Verify the inverse-square law for gamma radiation

Activity and the Decay Constant

Radioactive decay is a random and spontaneous process. The number of decays per second is called the activity A, measured in becquerels (Bq) where 1 Bq = 1 decay per second.

A = λN

Where:

A = activity (Bq)
λ = decay constant (s⁻¹) — probability of decay per unit time
N = number of undecayed nuclei

The decay constant λ is the probability that an individual nucleus will decay per unit time. It is a fixed property of each isotope and is unaffected by physical or chemical conditions.

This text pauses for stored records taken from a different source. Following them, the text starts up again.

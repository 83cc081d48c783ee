//! Refresh orchestration
//!
//! ```text
//! ┌───────────┐   ┌───────────┐   ┌────────────┐   ┌──────────┐   ┌─────────┐
//! │ Countries │──▶│           │   │            │   │  Store   │   │ Summary │
//! │  source   │   │ Reconciler│──▶│ validate + │──▶│ (one tx) │──▶│ (best   │
//! │  Rates    │──▶│           │   │  upsert    │   │  commit  │   │ effort) │
//! └───────────┘   └───────────┘   └────────────┘   └──────────┘   └─────────┘
//! ```
//!
//! Source failures abort before the store is touched. A validation or store
//! failure rolls the whole batch back, metadata included.

use std::sync::Arc;

use chrono::{DateTime, SubsecRound, Utc};
use tracing::{error, info, warn};

use super::error::{RefreshError, StoreError, SummaryError};
use super::models::{
    GdpSort, LAST_REFRESHED_AT_KEY, ListFilter, ReconciledCountry, RefreshSummary, UpsertOutcome,
    format_timestamp,
};
use super::reconcile::Reconciler;
use super::sources::{CountrySource, RateSource};
use super::store::{CountryStore, CountryTx};
use super::summary::{SummaryReport, SummaryWriter};

pub struct RefreshService {
    countries: Arc<dyn CountrySource>,
    rates: Arc<dyn RateSource>,
    store: Arc<dyn CountryStore>,
    reconciler: Reconciler,
    summary: Option<SummaryWriter>,
}

impl RefreshService {
    pub fn new(
        countries: Arc<dyn CountrySource>,
        rates: Arc<dyn RateSource>,
        store: Arc<dyn CountryStore>,
        reconciler: Reconciler,
    ) -> Self {
        Self {
            countries,
            rates,
            store,
            reconciler,
            summary: None,
        }
    }

    /// Write a summary artifact after every committed refresh
    pub fn with_summary(mut self, writer: SummaryWriter) -> Self {
        self.summary = Some(writer);
        self
    }

    pub fn summary_writer(&self) -> Option<&SummaryWriter> {
        self.summary.as_ref()
    }

    pub async fn refresh(&self) -> Result<RefreshSummary, RefreshError> {
        let (raw, rates) =
            tokio::try_join!(self.countries.fetch_countries(), self.rates.fetch_rates())
                .inspect_err(|e| warn!(source = e.source_name(), error = %e, "Refresh aborted: source unavailable"))?;

        info!(
            countries = raw.len(),
            rates = rates.len(),
            "Fetched upstream data"
        );

        let candidates = self.reconciler.reconcile_all(&raw, &rates);
        // Postgres keeps microseconds; truncate so the response matches what is stored
        let refreshed_at = Utc::now().trunc_subsecs(6);

        let total_processed = self.commit_batch(candidates, refreshed_at).await?;

        if let Err(e) = self.publish_summary(refreshed_at).await {
            error!(error = %e, "Failed to generate summary image");
        }

        Ok(RefreshSummary {
            total_processed,
            refreshed_at,
        })
    }

    /// Run [`refresh`](Self::refresh) on its own task.
    ///
    /// Dropping the returned future (for example when the HTTP client goes
    /// away) does not cancel the refresh: a transaction that has begun still
    /// runs to commit or rollback, and the summary is still written.
    pub async fn refresh_detached(self: Arc<Self>) -> Result<RefreshSummary, RefreshError> {
        tokio::spawn(async move { self.refresh().await })
            .await
            .map_err(|e| {
                error!(error = %e, "Refresh task failed");
                RefreshError::StoreFailure(StoreError::Backend(format!("refresh task failed: {e}")))
            })?
    }

    async fn commit_batch(
        &self,
        candidates: Vec<ReconciledCountry>,
        refreshed_at: DateTime<Utc>,
    ) -> Result<usize, RefreshError> {
        let mut tx = self.store.begin().await.inspect_err(|e| {
            error!(error = %e, "Refresh aborted: could not open transaction");
        })?;

        let total = candidates.len();
        let (mut inserted, mut updated) = (0usize, 0usize);

        for (index, candidate) in candidates.into_iter().enumerate() {
            let country = match candidate.validate(index) {
                Ok(country) => country,
                Err(invalid) => {
                    warn!(error = %invalid, "Refresh aborted: invalid record");
                    return Err(abort(tx, invalid.into()).await);
                }
            };

            match tx.upsert_by_name(&country, refreshed_at).await {
                Ok(UpsertOutcome::Inserted) => inserted += 1,
                Ok(UpsertOutcome::Updated) => updated += 1,
                Err(e) => return Err(abort(tx, store_failure(e)).await),
            }
        }

        if let Err(e) = tx
            .set_metadata(LAST_REFRESHED_AT_KEY, &format_timestamp(&refreshed_at))
            .await
        {
            return Err(abort(tx, store_failure(e)).await);
        }

        tx.commit().await.map_err(store_failure)?;

        info!(
            total,
            inserted,
            updated,
            refreshed_at = %refreshed_at,
            "Refresh committed"
        );
        Ok(total)
    }

    async fn publish_summary(&self, refreshed_at: DateTime<Utc>) -> Result<(), SummaryError> {
        let Some(writer) = &self.summary else {
            return Ok(());
        };

        let total = self.store.count().await?;
        let ranked = self
            .store
            .list_all(&ListFilter::default(), GdpSort::GdpDesc)
            .await?;
        let report = SummaryReport::from_ranked(total, &ranked, refreshed_at);
        writer.write(&report).await?;

        info!(path = %writer.path().display(), "Summary image written");
        Ok(())
    }
}

fn store_failure(e: StoreError) -> RefreshError {
    error!(error = %e, "Refresh aborted: store failure");
    RefreshError::StoreFailure(e)
}

/// Roll back and hand back the error that caused it
async fn abort(tx: Box<dyn CountryTx>, cause: RefreshError) -> RefreshError {
    if let Err(e) = tx.rollback().await {
        warn!(error = %e, "Rollback failed; transaction dropped");
    }
    cause
}

#[cfg(test)]
mod tests {
    use super::*;
    use crate::countries::error::SourceError;
    use crate::countries::models::{CurrencyEntry, RateTable, RawCountry};
    use crate::countries::reconcile::FixedMultiplier;
    use crate::countries::store::MemoryCountryStore;
    use async_trait::async_trait;

    struct Countries(Vec<RawCountry>);

    #[async_trait]
    impl CountrySource for Countries {
        async fn fetch_countries(&self) -> Result<Vec<RawCountry>, SourceError> {
            Ok(self.0.clone())
        }
    }

    struct Rates;

    #[async_trait]
    impl RateSource for Rates {
        async fn fetch_rates(&self) -> Result<RateTable, SourceError> {
            Ok([("GHS".to_string(), 4.0)].into_iter().collect())
        }
    }

    fn raw(name: Option<&str>, population: Option<i64>, code: Option<&str>) -> RawCountry {
        RawCountry {
            name: name.map(str::to_string),
            population,
            currencies: Some(
                code.map(|c| vec![CurrencyEntry::CodeOnly(c.to_string())])
                    .unwrap_or_default(),
            ),
            ..RawCountry::default()
        }
    }

    fn service(raw: Vec<RawCountry>, store: Arc<MemoryCountryStore>) -> RefreshService {
        RefreshService::new(
            Arc::new(Countries(raw)),
            Arc::new(Rates),
            store,
            Reconciler::new(Arc::new(FixedMultiplier(1000))),
        )
    }

    #[tokio::test]
    async fn test_refresh_commits_batch_and_metadata() {
        let store = Arc::new(MemoryCountryStore::new());
        let svc = service(
            vec![
                raw(Some("Ghana"), Some(4), Some("GHS")),
                raw(Some("Chad"), Some(16_000_000), None),
            ],
            store.clone(),
        );

        let summary = svc.refresh().await.unwrap();
        assert_eq!(summary.total_processed, 2);

        let ghana = store.get_by_name("ghana").await.unwrap().unwrap();
        assert_eq!(ghana.estimated_gdp, Some(1000.0));
        assert_eq!(ghana.last_refreshed_at, summary.refreshed_at);

        let meta = store.get_metadata(LAST_REFRESHED_AT_KEY).await.unwrap();
        assert_eq!(meta, Some(format_timestamp(&summary.refreshed_at)));
    }

    #[tokio::test]
    async fn test_invalid_record_rolls_back_everything() {
        let store = Arc::new(MemoryCountryStore::new());
        let svc = service(
            vec![
                raw(Some("Ghana"), Some(4), Some("GHS")),
                raw(Some("Nowhere"), None, None),
            ],
            store.clone(),
        );

        let err = svc.refresh().await.unwrap_err();
        match err {
            RefreshError::InvalidRecord(invalid) => assert_eq!(invalid.index, 1),
            other => panic!("unexpected error: {other:?}"),
        }
        assert_eq!(store.count().await.unwrap(), 0);
        assert_eq!(store.get_metadata(LAST_REFRESHED_AT_KEY).await.unwrap(), None);
    }
}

Half-life and Decay Constant

The half-life t½ is the time taken for the number of undecayed nuclei (or the activity) to halve. The relationship between λ and t½ is:

λ = ln 2 / t½ t½ = ln 2 / λ = 0.693 / λ

Half-life and decay constant are inversely proportional: a short half-life means a large decay constant and vice versa.

Isotope	Half-life	Use
Carbon-14	5730 years	Archaeological dating
Iodine-131	8 days	Medical thyroid treatment
Technetium-99m	6 hours	Medical imaging (gamma)
Uranium-238	4.5 × 10⁹ years	Geological dating

Exponential Decay Equations

The number of undecayed nuclei and the activity both decrease exponentially:

N = N₀ e^(−λt) A = A₀ e^(−λt)

Taking the natural log of the activity equation:

ln A = ln A₀ − λt

This is the equation of a straight line: a plot of ln A vs t gives:

Gradient = −λ
y-intercept = ln A₀

Plotting ln(count rate) vs time allows the decay constant (and hence half-life) to be found experimentally from the gradient.

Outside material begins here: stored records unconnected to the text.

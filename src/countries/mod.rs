//! Country reconciliation pipeline
//!
//! - [`sources`] - Country directory and exchange rate gateways
//! - [`reconcile`] - Currency / GDP derivation per country
//! - [`store`] - Case-insensitive, transactional country store
//! - [`refresh`] - Fetch, reconcile and commit as one unit of work
//! - [`summary`] - Best-effort summary artifact

pub mod error;
pub mod models;
pub mod reconcile;
pub mod refresh;
pub mod sources;
pub mod store;
pub mod summary;

pub use error::{InvalidRecord, RecordViolation, RefreshError, SourceError, StoreError};
pub use models::{
    CountryRecord, CurrencyEntry, GdpSort, ListFilter, NewCountry, RateTable, RawCountry,
    RefreshSummary,
};
pub use reconcile::{FixedMultiplier, MultiplierSource, RandomMultiplier, Reconciler};
pub use refresh::RefreshService;
pub use sources::{CountrySource, HttpCountrySource, HttpRateSource, RateSource};
pub use store::{CountryStore, CountryTx, MemoryCountryStore, PgCountryStore};
pub use summary::SummaryWriter;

Geiger-Muller Tube Measurements

A Geiger-Muller (GM) tube detects ionising radiation. Key considerations:

Background radiation must be measured and subtracted from all readings
Dead time: the GM tube cannot detect a second pulse immediately after one — it recovers in ~200 μs
Count rate (counts per second or per minute) is proportional to activity
GM tubes have different efficiencies for α, β, and γ radiation

Always subtract background count rate before plotting decay graphs or applying the inverse-square law. Failing to do so is a common source of experimental error.

Inverse-Square Law for Gamma Radiation

Gamma radiation spreads out in all directions from a point source. The intensity (and count rate) follows an inverse-square law:

I ∝ 1 / d² or I₁d₁² = I₂d₂²

To verify experimentally:

Measure corrected count rate C at several distances d from the source
Plot C vs 1/d² — should give a straight line through the origin
Or plot ln C vs ln d — gradient should equal −2

The inverse-square law applies to gamma radiation (not alpha or beta, which are absorbed by air at short distances). It arises because the same energy spreads over a sphere of area 4πd² as distance increases.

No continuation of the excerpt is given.